One area of focus the last two weeks has been the play of tailback C.J. Spiller, which has been spotty at best. He has struggled to find any sort of consistency running the ball and is averaging just 3.3 yards per carry.
Spence, like everyone else at Clemson, is saying not to worry.
"I think running the ball is based on momentum," he said. "It's based on getting into a groove and getting into a feel. Getting into a rhythm is really important for a running back. I think that takes some time to develop."
The play of the offensive line has taken a lot of heat over the first three games, too. But Spence said that unit isn't alone in needing to get better.
"The entire offense has to improve a lot over the next couple of weeks," he said. "I think that's the name of the game. To be the team that you want to be at the end of the year, you've got to improve every week."
AUTOGRAPH HOUNDS: About once a week, two men in their mid 30s to early 40s show up at practice to ask the players to sign a handful of footballs with the Clemson logo emblazoned on them. The footballs have that one piece of white leather, which is where the balls are always signed.
The men have been coming out there for a couple of years and have said in the past that the footballs are Christmas presents for their children. They must have about 368 kids running around.
The players sometimes feel obligated in signing the footballs when they are ambushed by these grown men, one of which is short, stubby and bald.
On Tuesday, they got to the players coming off of the practice field and then again as they walked out of the locker room. They even went up to players who were already in their cars or were talking on cell phones and shamelessly asked them to sign at least three of these footballs.
It doesn't take a genius to figure out that these footballs are being sold for money.
"It does kind of bother you that they just get it and then sell it," Harper said. "The best way to deal with it is to just sign a couple of things."

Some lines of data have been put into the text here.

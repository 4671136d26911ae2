//! Annotation record types.
//!
//! Two representations are used throughout the pipeline:
//!
//! - [`YoloRecord`]: the persisted, normalized center-size form. Values are
//!   fractions of the accompanying image's width and height.
//! - [`AbsoluteBox`]: a transient pixel-corner form used while converting
//!   detector output and while applying geometric transforms.

use serde::{Deserialize, Serialize};
use std::fmt;

/// A normalized YOLO annotation record.
///
/// `x_center`, `y_center`, `width` and `height` are fractions of the image
/// dimensions. A record is only meaningful together with the image it
/// accompanies.
#[derive(Clone, Copy, PartialEq, Serialize, Deserialize)]
pub struct YoloRecord {
    pub class_id: u32,
    pub x_center: f64,
    pub y_center: f64,
    pub width: f64,
    pub height: f64,
}

impl YoloRecord {
    /// Creates a new record.
    #[inline]
    pub fn new(class_id: u32, x_center: f64, y_center: f64, width: f64, height: f64) -> Self {
        Self {
            class_id,
            x_center,
            y_center,
            width,
            height,
        }
    }

    /// Returns true if any of the four real-valued fields is NaN.
    #[inline]
    pub fn has_nan(&self) -> bool {
        self.x_center.is_nan() || self.y_center.is_nan() || self.width.is_nan() || self.height.is_nan()
    }

    /// Returns true if every real-valued field lies in `[0, 1]` and the box
    /// has positive extent.
    pub fn is_valid(&self) -> bool {
        let in_unit = |v: f64| (0.0..=1.0).contains(&v);
        in_unit(self.x_center)
            && in_unit(self.y_center)
            && in_unit(self.width)
            && in_unit(self.height)
            && self.width > 0.0
            && self.height > 0.0
    }
}

impl fmt::Debug for YoloRecord {
    fn fmt(&self, f: &mut fmt::Formatter<'_>) -> fmt::Result {
        f.debug_struct("YoloRecord")
            .field("class_id", &self.class_id)
            .field("x_center", &self.x_center)
            .field("y_center", &self.y_center)
            .field("width", &self.width)
            .field("height", &self.height)
            .finish()
    }
}

/// An axis-aligned box in integer pixel corner form (x1, y1, x2, y2).
///
/// Like the normalized record, this type does not enforce `x1 < x2` in its
/// constructor: geometric transforms can produce degenerate boxes, and the
/// repair step is what filters them out.
#[derive(Clone, Copy, PartialEq, Eq, Hash)]
pub struct AbsoluteBox {
    pub x1: i64,
    pub y1: i64,
    pub x2: i64,
    pub y2: i64,
    pub class_id: u32,
}

impl AbsoluteBox {
    /// Creates a new box from explicit corners.
    #[inline]
    pub fn new(x1: i64, y1: i64, x2: i64, y2: i64, class_id: u32) -> Self {
        Self {
            x1,
            y1,
            x2,
            y2,
            class_id,
        }
    }

    /// Creates a box from real-valued corners, rounding each to the nearest
    /// pixel and reordering so that the minimum corner comes first.
    pub fn from_corners_f64(x1: f64, y1: f64, x2: f64, y2: f64, class_id: u32) -> Self {
        let (xa, xb) = if x1 <= x2 { (x1, x2) } else { (x2, x1) };
        let (ya, yb) = if y1 <= y2 { (y1, y2) } else { (y2, y1) };
        Self::new(
            xa.round() as i64,
            ya.round() as i64,
            xb.round() as i64,
            yb.round() as i64,
            class_id,
        )
    }

    /// Returns the width of the box. Negative if malformed.
    #[inline]
    pub fn width(&self) -> i64 {
        self.x2 - self.x1
    }

    /// Returns the height of the box. Negative if malformed.
    #[inline]
    pub fn height(&self) -> i64 {
        self.y2 - self.y1
    }

    /// Returns true if the box has strictly positive extent on both axes.
    #[inline]
    pub fn is_ordered(&self) -> bool {
        self.x1 < self.x2 && self.y1 < self.y2
    }

    /// Returns the four corners in clockwise order starting at (x1, y1).
    pub fn corners(&self) -> [(f64, f64); 4] {
        let (x1, y1, x2, y2) = (
            self.x1 as f64,
            self.y1 as f64,
            self.x2 as f64,
            self.y2 as f64,
        );
        [(x1, y1), (x2, y1), (x2, y2), (x1, y2)]
    }
}

impl fmt::Debug for AbsoluteBox {
    fn fmt(&self, f: &mut fmt::Formatter<'_>) -> fmt::Result {
        f.debug_struct("AbsoluteBox")
            .field("x1", &self.x1)
            .field("y1", &self.y1)
            .field("x2", &self.x2)
            .field("y2", &self.y2)
            .field("class_id", &self.class_id)
            .finish()
    }
}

Making money of the signature of a 19-year-old is about as low as it gets. It even troubles Spiller, who always gives people the benefit of the doubt.
"Oh yeah, it bothers me," he said. "But you don't want to be rude to them. I don't sign more than a couple of items. Like today, when I was out there signing things, I knew the guy was probably going to make money off of it. Sometimes you want to say something to them, but I don't."
A member of the athletic department said he is going to speak to some university individuals tomorrow about getting someone or something to keep these men from harassing the players.
QUICK HITS: Both middle linebackers, Cortney Vincent and Antonio Clay, practiced without the yellow jerseys on and are getting closer to full strength. Everyone practice at full speed Tuesday and there were no injuries.